Once, it's rape, twice, maybe still rape. Thousands of times, maybe there's something else going on. Sometimes rapists are able to control their victims enough to allow multiple assaults - handcuffs, or a threat to kill the mother, for example. But it is fashionable, and dead wrong, to describe all intergenerational sex as rape.
She was seven years old. Your abstract theories may make you popular at law school, but those of us who have had children know that a seven year old is completely unable to make informed consent, and are easily manipulated or intimidated.
1.9.2006 11:11am
Noah Klein (mail):
Clayton:

The laws are supposed to reflect the majority. Yet the judiciary is supposed to be independent of any influence and fairly interpret the law.


Noah
1.9.2006 2:40pm
Deoxy (mail):
"I dispise the concept of electing judges; they become beholden to the electorate, instead of the law. They rule to please the voters, and the law becomes secondary."

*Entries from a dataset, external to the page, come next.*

impl Vault {
    /// Open a vault, loading `galleryx.toml` from its root if present.
    pub fn open(root: &Path) -> Result<Self, VaultError> {
        if !root.is_dir() {
            return Err(VaultError::NotADirectory(root.to_path_buf()));
        }
        let config = config::load_config(root)?;
        Ok(Self::with_config(root, config))
    }

    pub fn with_config(root: &Path, config: GalleryConfig) -> Self {
        Self {
            root: root.to_path_buf(),
            config,
        }
    }

    pub fn root(&self) -> &Path {
        &self.root
    }

    pub fn config(&self) -> &GalleryConfig {
        &self.config
    }

    /// All document paths, absolute, sorted.
    pub fn documents(&self) -> Result<Vec<PathBuf>, VaultError> {
        let include_hidden = self.config.vault.include_hidden;
        let mut docs = Vec::new();

        let walker = WalkDir::new(&self.root)
            .into_iter()
            .filter_entry(|e| include_hidden || e.depth() == 0 || !is_hidden(e.file_name()));

        for entry in walker {
            let entry = entry?;
            if entry.file_type().is_file() && self.is_document(entry.path()) {
                docs.push(entry.into_path());
            }
        }

        docs.sort();
        Ok(docs)
    }

    fn is_document(&self, path: &Path) -> bool {
        path.extension()
            .map(|ext| {
                let ext = ext.to_string_lossy();
                self.config
                    .vault
                    .extensions
                    .iter()
                    .any(|known| ext.eq_ignore_ascii_case(known))
            })
            .unwrap_or(false)
    }

    /// Resolve a document path given relative to the root (or absolute).
    pub fn resolve(&self, doc: &Path) -> Result<PathBuf, VaultError> {
        let path = if doc.is_absolute() {
            doc.to_path_buf()
        } else {
            self.root.join(doc)
        };
        if !path.is_file() {
            return Err(VaultError::DocumentNotFound(doc.to_path_buf()));
        }
        Ok(path)
    }

    fn relative<'a>(&self, path: &'a Path) -> &'a Path {
        path.strip_prefix(&self.root).unwrap_or(path)
    }

    /// Read every document, in parallel, skipping the unreadable ones.
    fn read_all(&self) -> Result<(Vec<(PathBuf, String)>, Vec<PathBuf>), VaultError> {
        let results: Vec<(PathBuf, std::io::Result<String>)> = self
            .documents()?
            .into_par_iter()
            .map(|path| {
                let content = fs::read_to_string(&path);
                (path, content)
            })
            .collect();

        let mut read = Vec::with_capacity(results.len());
        let mut skipped = Vec::new();
        for (path, content) in results {
            match content {
                Ok(text) => read.push((path, text)),
                Err(e) => {
                    warn!(path = %path.display(), error = %e, "skipping unreadable document");
                    skipped.push(self.relative(&path).to_path_buf());
                }
            }
        }
        Ok((read, skipped))
    }

    // =========================================================================
    // Tag index seeding
    // =========================================================================

    /// Seed `index` with the tags of every gallery document in the vault.
    pub fn populate_index(&self, index: &mut TagIndex) -> Result<ScanReport, VaultError> {
        let (docs, skipped) = self.read_all()?;
        let markers = &self.config.markers;

        let mut report = ScanReport {
            documents: docs.len(),
            skipped,
            ..ScanReport::default()
        };

        for (path, text) in &docs {
            if !document::has_gallery_marker(text, markers) {
                continue;
            }
            report.gallery_documents += 1;
            let tags = document::extract_document_tags(text, markers);
            debug!(path = %self.relative(path).display(), tags = tags.len(), "indexed document");
            for tag in tags {
                if index.add_tag(&tag) {
                    report.new_tags += 1;
                }
            }
        }

        info!(
            documents = report.documents,
            galleries = report.gallery_documents,
            tags = index.len(),
            "tag index populated"
        );
        Ok(report)
    }

    /// Re-read one document after it changed and add its tags.
    ///
    /// Returns how many tags were new to the index.
    pub fn refresh_document(&self, doc: &Path, index: &mut TagIndex) -> Result<usize, VaultError> {
        let path = self.resolve(doc)?;
        let text = fs::read_to_string(&path)?;
        let added = document::extract_document_tags(&text, &self.config.markers)
            .iter()
            .filter(|tag| index.add_tag(tag))
            .count();
        debug!(path = %doc.display(), added, "refreshed document tags");
        Ok(added)
    }

    // =========================================================================
    // Galleries and search
    // =========================================================================

    /// Every document that has at least one gallery-related block.
    pub fn galleries(&self) -> Result<Vec<DocumentBlocks>, VaultError> {
        let (docs, _) = self.read_all()?;
        let markers = &self.config.markers;
        Ok(docs
            .iter()
            .filter_map(|(path, text)| {
                let blocks = document::find_blocks(text, markers);
                (!blocks.is_empty()).then(|| DocumentBlocks {
                    path: self.relative(path).to_path_buf(),
                    blocks,
                })
            })
            .collect())
    }

    /// Items from every gallery and single block that match `query`,
    /// in document order.
    pub fn search(&self, query: &SearchQuery) -> Result<Vec<FoundItem>, VaultError> {
        let mut found = Vec::new();
        for doc in self.galleries()? {
            for block in &doc.blocks {
                let Some(parsed) = block.parse() else {
                    continue;
                };
                found.extend(
                    parsed
                        .items
                        .into_iter()
                        .filter(|item| query.matches(item))
                        .map(|item| FoundItem {
                            document: doc.path.clone(),
                            line: block.line,
                            item,
                        }),
                );
            }
        }
        Ok(found)
    }

    /// Locate an embedded file: the path as written relative to the root,
    /// else the first file in the vault with the same file name.
    pub fn resolve_embed(&self, source: &str) -> Option<PathBuf> {
        let target = crate::source::embedded_path(source);
        let direct = self.root.join(target);
        if direct.is_file() {
            return Some(direct);
        }
        let name = Path::new(target).file_name()?;
        WalkDir::new(&self.root)
            .into_iter()
            .filter_map(Result::ok)
            .find(|e| e.file_type().is_file() && e.file_name() == name)
            .map(walkdir::DirEntry::into_path)
    }

    // =========================================================================
    // Tag edits
    // =========================================================================

    /// Replace the tags of the item whose source is `source` in document `doc`.
    ///
    /// New tags are trimmed, lower-cased and empty ones dropped. The index
    /// gains the new tags and loses dropped ones that no other item of the
    /// same block still uses. The document is then rewritten; if that write
    /// fails the error is logged and `persisted` is `false`.
    pub fn edit_item_tags(
        &self,
        doc: &Path,
        source: &str,
        new_tags: &[String],
        index: &mut TagIndex,
    ) -> Result<TagEditOutcome, VaultError> {
        let path = self.resolve(doc)?;
        let text = fs::read_to_string(&path)?;

        let (mut item, peers) = find_item(&text, source, &self.config.markers).ok_or_else(|| {
            VaultError::ItemNotFound {
                path: doc.to_path_buf(),
                item: source.to_string(),
            }
        })?;

        let next: Vec<String> = new_tags.iter().flat_map(|t| split_tags(t)).collect();
        let summary = index.apply_edit(&item.tags, &next, &peers);
        item.tags = next;

        let persisted = match document::rewrite_item_tags(&text, &item.source, &item.tags) {
            Some(rewritten) => match fs::write(&path, rewritten) {
                Ok(()) => true,
                Err(e) => {
                    error!(path = %doc.display(), error = %e, "failed to write tags");
                    false
                }
            },
            None => {
                warn!(path = %doc.display(), source = %item.source, "item source not found when writing tags");
                false
            }
        };

        Ok(TagEditOutcome {
            item,
            summary,
            persisted,
        })
    }
}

This is a problem with ANY term shorter than life - the judge MAY be tempted to rule in a certain way to please whoever re-elects/re-appoints them, and the voters is only one such group. In fact, if you have to choose a group (that is you don't appoint for life AND you allow re-election/appointment), then the voters would probably be the best one.

"I have some scepticism about whether this case involved rape."

Then you are either completely naive regarding children or a sick f--- pedophile yourself. Hopefully the former, as that situation is much, MUCH easier to correct. Pedophilia has an incredibly high recidivism rate, even among those who honestly claim they want to change.
1.9.2006 3:24pm
Clayton E. Cramer (mail) (www):

The laws are supposed to reflect the majority. Yet the judiciary is supposed to be independent of any influence and fairly interpret the law.
So a guy that rapes children gets locked up for 60 days--at the end of which, he is again free to prey upon children.

How does this qualify as "fairly interpret the law"?
1.9.2006 5:51pm
Noah Klein (mail):
Clayton:

Never said that. Never made the suggestion. Never even thought that. I can see that you have not read the entire thread. Where I said this was rape, where I said this made me think seriously about my position on guidelines and where I rebuked a person who questioned this rape. A PERSON WHO RAPES A CHILD DESERVES SERIOUS PUNISHMENT, IF NOT LIFE EVERY TIME. What I said was that judges interpret the law. Judges are supposed to interpret it well, if they don't, like in this case, there are recourses, such as impeachment and appeal.